**Task item**
Nothing in the entries should change; repeat them exactly.

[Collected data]
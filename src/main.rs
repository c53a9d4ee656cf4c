//! waypoint/src/main.rs
//! CLI entry point: parse the routing table, bind, serve.

use anyhow::Context;
use clap::Parser;
use std::sync::Arc;
use tokio::net::TcpListener;
use waypoint::config::{self, ProxyConfig};
use waypoint::router::{Route, Router};

#[derive(Parser, Debug)]
#[command(
    name = "waypoint",
    about = "Hostname-routing reverse proxy for the Minecraft handshake protocol"
)]
struct Args {
    /// Port to listen on
    #[arg(short, long, default_value_t = config::DEFAULT_PORT)]
    port: u16,

    /// Route mappings, one per virtual backend: hostname=backendhost:port
    /// (backend host defaults to 127.0.0.1, port to 25565)
    #[arg(value_name = "MAPPING", value_parser = config::parse_route, required = true)]
    routes: Vec<Route>,
}

#[tokio::main]
async fn main() -> anyhow::Result<()> {
    waypoint::logging::init("info");
    let args = Args::parse();

    let config = Arc::new(ProxyConfig {
        listen_port: args.port,
        router: Router::new(args.routes),
    });

    let listener = TcpListener::bind(("0.0.0.0", config.listen_port))
        .await
        .with_context(|| format!("binding port {}", config.listen_port))?;

    waypoint::serve(listener, config).await;
    Ok(())
}
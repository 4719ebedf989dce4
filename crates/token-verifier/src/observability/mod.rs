//! Observability for the token verifier.
//!
//! # Privacy by Default
//!
//! Tokens, payload data and key bytes are never recorded. Key ids appear in
//! debug/warn logs only. Metric labels are bounded:
//! - `result`: hit, miss
//! - `status`: success, empty, error (drains) / success or a `VerifyError` kind
//! - `outcome`: accepted, rejected
//!
//! # Metrics
//!
//! | Metric | Type | Labels | Purpose |
//! |--------|------|--------|---------|
//! | `tv_key_cache_lookups_total` | Counter | `result` | Cache effectiveness |
//! | `tv_feed_drains_total` | Counter | `status` | Drain volume and failures |
//! | `tv_feed_drain_duration_seconds` | Histogram | none | Time spent blocked on the feed |
//! | `tv_feed_records_total` | Counter | `outcome` | Malformed key records |
//! | `tv_verifications_total` | Counter | `status` | Verification outcomes |

pub mod metrics;
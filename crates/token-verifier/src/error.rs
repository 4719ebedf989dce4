//! Error types for token verification.
//!
//! [`VerifyError`] is the only error that crosses the public `verify`
//! boundary. Every internal failure (feed, key decoding, JWT library,
//! JSON) is funneled into exactly one of its variants. Display messages are
//! intentionally generic; the underlying detail is logged at debug level by
//! the layer that observed it.

use thiserror::Error;

/// Errors returned by [`TokenVerifier::verify`](crate::verifier::TokenVerifier::verify).
#[derive(Error, Debug, Clone, PartialEq, Eq)]
pub enum VerifyError {
    /// Token structure or unverified claims are not usable.
    #[error("The token is malformed")]
    MalformedToken,

    /// The signing key could not be found in the cache or on the key feed.
    #[error("The token signing key is unknown")]
    KeyNotFound,

    /// Signature verification failed.
    ///
    /// Covers tampering, wrong key, unsupported algorithm and expiry. Kept
    /// coarse so callers outside the trust boundary cannot tell which check
    /// rejected the token.
    #[error("The token could not be verified")]
    VerificationFailed,

    /// The trusted payload data does not match the requested shape.
    #[error("The token payload could not be deserialized")]
    DeserializationFailed,

    /// The key feed could not be reached or drained.
    #[error("The key feed is unavailable")]
    FeedUnavailable,
}

impl VerifyError {
    /// Bounded label value for metrics and logs.
    #[must_use]
    pub fn kind(&self) -> &'static str {
        match self {
            VerifyError::MalformedToken => "malformed_token",
            VerifyError::KeyNotFound => "key_not_found",
            VerifyError::VerificationFailed => "verification_failed",
            VerifyError::DeserializationFailed => "deserialization_failed",
            VerifyError::FeedUnavailable => "feed_unavailable",
        }
    }
}

/// Errors raised by a [`KeyFeed`](crate::feed::KeyFeed) implementation.
///
/// An empty drain is not an error; this type only describes infrastructure
/// failures.
#[derive(Error, Debug, Clone, PartialEq, Eq)]
pub enum FeedError {
    /// The feed could not be reached or read.
    #[error("Key feed unavailable: {0}")]
    Unavailable(String),
}

/// Errors raised while decoding key material from a feed record.
#[derive(Error, Debug, Clone, PartialEq, Eq)]
pub enum KeyDecodeError {
    /// Record value is not valid UTF-8 text.
    #[error("Key material is not valid UTF-8")]
    NotUtf8,

    /// Record value is not valid base64.
    #[error("Key material is not valid base64: {0}")]
    Base64(String),

    /// Decoded bytes are not an RSA SubjectPublicKeyInfo structure.
    #[error("Key material is not an RSA public key: {0}")]
    InvalidKey(String),

    /// RSA modulus is below the accepted minimum.
    #[error("RSA key too small: {bits} bits")]
    KeyTooSmall {
        /// Modulus size of the rejected key.
        bits: usize,
    },
}

/// Errors raised by [`KeyResolver::resolve`](crate::resolver::KeyResolver::resolve).
#[derive(Error, Debug, Clone, PartialEq, Eq)]
pub enum ResolveError {
    /// Neither the cache nor a single feed drain produced the key.
    #[error("Signing key not found")]
    KeyNotFound,

    /// The feed drain failed outright.
    #[error("Key feed unavailable")]
    FeedUnavailable,
}

impl From<ResolveError> for VerifyError {
    fn from(err: ResolveError) -> Self {
        match err {
            ResolveError::KeyNotFound => VerifyError::KeyNotFound,
            ResolveError::FeedUnavailable => VerifyError::FeedUnavailable,
        }
    }
}

impl From<FeedError> for ResolveError {
    fn from(_: FeedError) -> Self {
        ResolveError::FeedUnavailable
    }
}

**Answer section**
filename src/main.rs
repository c53a9d4ee656cf4c
//! waypoint/src/main.rs
//! CLI entry point: parse the routing table, bind, serve.

use anyhow::Context;
use clap::Parser;
use std::sync::Arc;
use tokio::net::TcpListener;
use waypoint::config::{self, ProxyConfig};
use waypoint::router::{Route, Router};

#[derive(Parser, Debug)]
#[command(
    name = "waypoint",
    about = "Hostname-routing reverse proxy for the Minecraft handshake protocol"
)]
struct Args {
    /// Port to listen on
    #[arg(short, long, default_value_t = config::DEFAULT_PORT)]
    port: u16,

    /// Route mappings, one per virtual backend: hostname=backendhost:port
    /// (backend host defaults to 127.0.0.1, port to 25565)
    #[arg(value_name = "MAPPING", value_parser = config::parse_route, required = true)]
    routes: Vec<Route>,
}

#[tokio::main]
async fn main() -> anyhow::Result<()> {
    waypoint::logging::init("info");
    let args = Args::parse();

    let config = Arc::new(ProxyConfig {
        listen_port: args.port,
        router: Router::new(args.routes),
    });

    let listener = TcpListener::bind(("0.0.0.0", config.listen_port))
        .await
        .with_context(|| format!("binding port {}", config.listen_port))?;

    waypoint::serve(listener, config).await;
    Ok(())
}
repository 4719ebedf989dce4
filename crates/token-verifier/src/observability/mod.rs
//! Observability for the token verifier.
//!
//! # Privacy by Default
//!
//! Tokens, payload data and key bytes are never recorded. Key ids appear in
//! debug/warn logs only. Metric labels are bounded:
//! - `result`: hit, miss
//! - `status`: success, empty, error (drains) / success or a `VerifyError` kind
//! - `outcome`: accepted, rejected
//!
//! # Metrics
//!
//! | Metric | Type | Labels | Purpose |
//! |--------|------|--------|---------|
//! | `tv_key_cache_lookups_total` | Counter | `result` | Cache effectiveness |
//! | `tv_feed_drains_total` | Counter | `status` | Drain volume and failures |
//! | `tv_feed_drain_duration_seconds` | Histogram | none | Time spent blocked on the feed |
//! | `tv_feed_records_total` | Counter | `outcome` | Malformed key records |
//! | `tv_verifications_total` | Counter | `status` | Verification outcomes |

pub mod metrics;
filename crates/token-verifier/src/error.rs
repository 4719ebedf989dce4
//! Error types for token verification.
//!
//! [`VerifyError`] is the only error that crosses the public `verify`
//! boundary. Every internal failure (feed, key decoding, JWT library,
//! JSON) is funneled into exactly one of its variants. Display messages are
//! intentionally generic; the underlying detail is logged at debug level by
//! the layer that observed it.

use thiserror::Error;

/// Errors returned by [`TokenVerifier::verify`](crate::verifier::TokenVerifier::verify).
#[derive(Error, Debug, Clone, PartialEq, Eq)]
pub enum VerifyError {
    /// Token structure or unverified claims are not usable.
    #[error("The token is malformed")]
    MalformedToken,

    /// The signing key could not be found in the cache or on the key feed.
    #[error("The token signing key is unknown")]
    KeyNotFound,

    /// Signature verification failed.
    ///
    /// Covers tampering, wrong key, unsupported algorithm and expiry. Kept
    /// coarse so callers outside the trust boundary cannot tell which check
    /// rejected the token.
    #[error("The token could not be verified")]
    VerificationFailed,

    /// The trusted payload data does not match the requested shape.
    #[error("The token payload could not be deserialized")]
    DeserializationFailed,

    /// The key feed could not be reached or drained.
    #[error("The key feed is unavailable")]
    FeedUnavailable,
}

impl VerifyError {
    /// Bounded label value for metrics and logs.
    #[must_use]
    pub fn kind(&self) -> &'static str {
        match self {
            VerifyError::MalformedToken => "malformed_token",
            VerifyError::KeyNotFound => "key_not_found",
            VerifyError::VerificationFailed => "verification_failed",
            VerifyError::DeserializationFailed => "deserialization_failed",
            VerifyError::FeedUnavailable => "feed_unavailable",
        }
    }
}

/// Errors raised by a [`KeyFeed`](crate::feed::KeyFeed) implementation.
///
/// An empty drain is not an error; this type only describes infrastructure
/// failures.
#[derive(Error, Debug, Clone, PartialEq, Eq)]
pub enum FeedError {
    /// The feed could not be reached or read.
    #[error("Key feed unavailable: {0}")]
    Unavailable(String),
}

/// Errors raised while decoding key material from a feed record.
#[derive(Error, Debug, Clone, PartialEq, Eq)]
pub enum KeyDecodeError {
    /// Record value is not valid UTF-8 text.
    #[error("Key material is not valid UTF-8")]
    NotUtf8,

    /// Record value is not valid base64.
    #[error("Key material is not valid base64: {0}")]
    Base64(String),

    /// Decoded bytes are not an RSA SubjectPublicKeyInfo structure.
    #[error("Key material is not an RSA public key: {0}")]
    InvalidKey(String),

    /// RSA modulus is below the accepted minimum.
    #[error("RSA key too small: {bits} bits")]
    KeyTooSmall {
        /// Modulus size of the rejected key.
        bits: usize,
    },
}

/// Errors raised by [`KeyResolver::resolve`](crate::resolver::KeyResolver::resolve).
#[derive(Error, Debug, Clone, PartialEq, Eq)]
pub enum ResolveError {
    /// Neither the cache nor a single feed drain produced the key.
    #[error("Signing key not found")]
    KeyNotFound,

    /// The feed drain failed outright.
    #[error("Key feed unavailable")]
    FeedUnavailable,
}

impl From<ResolveError> for VerifyError {
    fn from(err: ResolveError) -> Self {
        match err {
            ResolveError::KeyNotFound => VerifyError::KeyNotFound,
            ResolveError::FeedUnavailable => VerifyError::FeedUnavailable,
        }
    }
}

impl From<FeedError> for ResolveError {
    fn from(_: FeedError) -> Self {
        ResolveError::FeedUnavailable
    }
}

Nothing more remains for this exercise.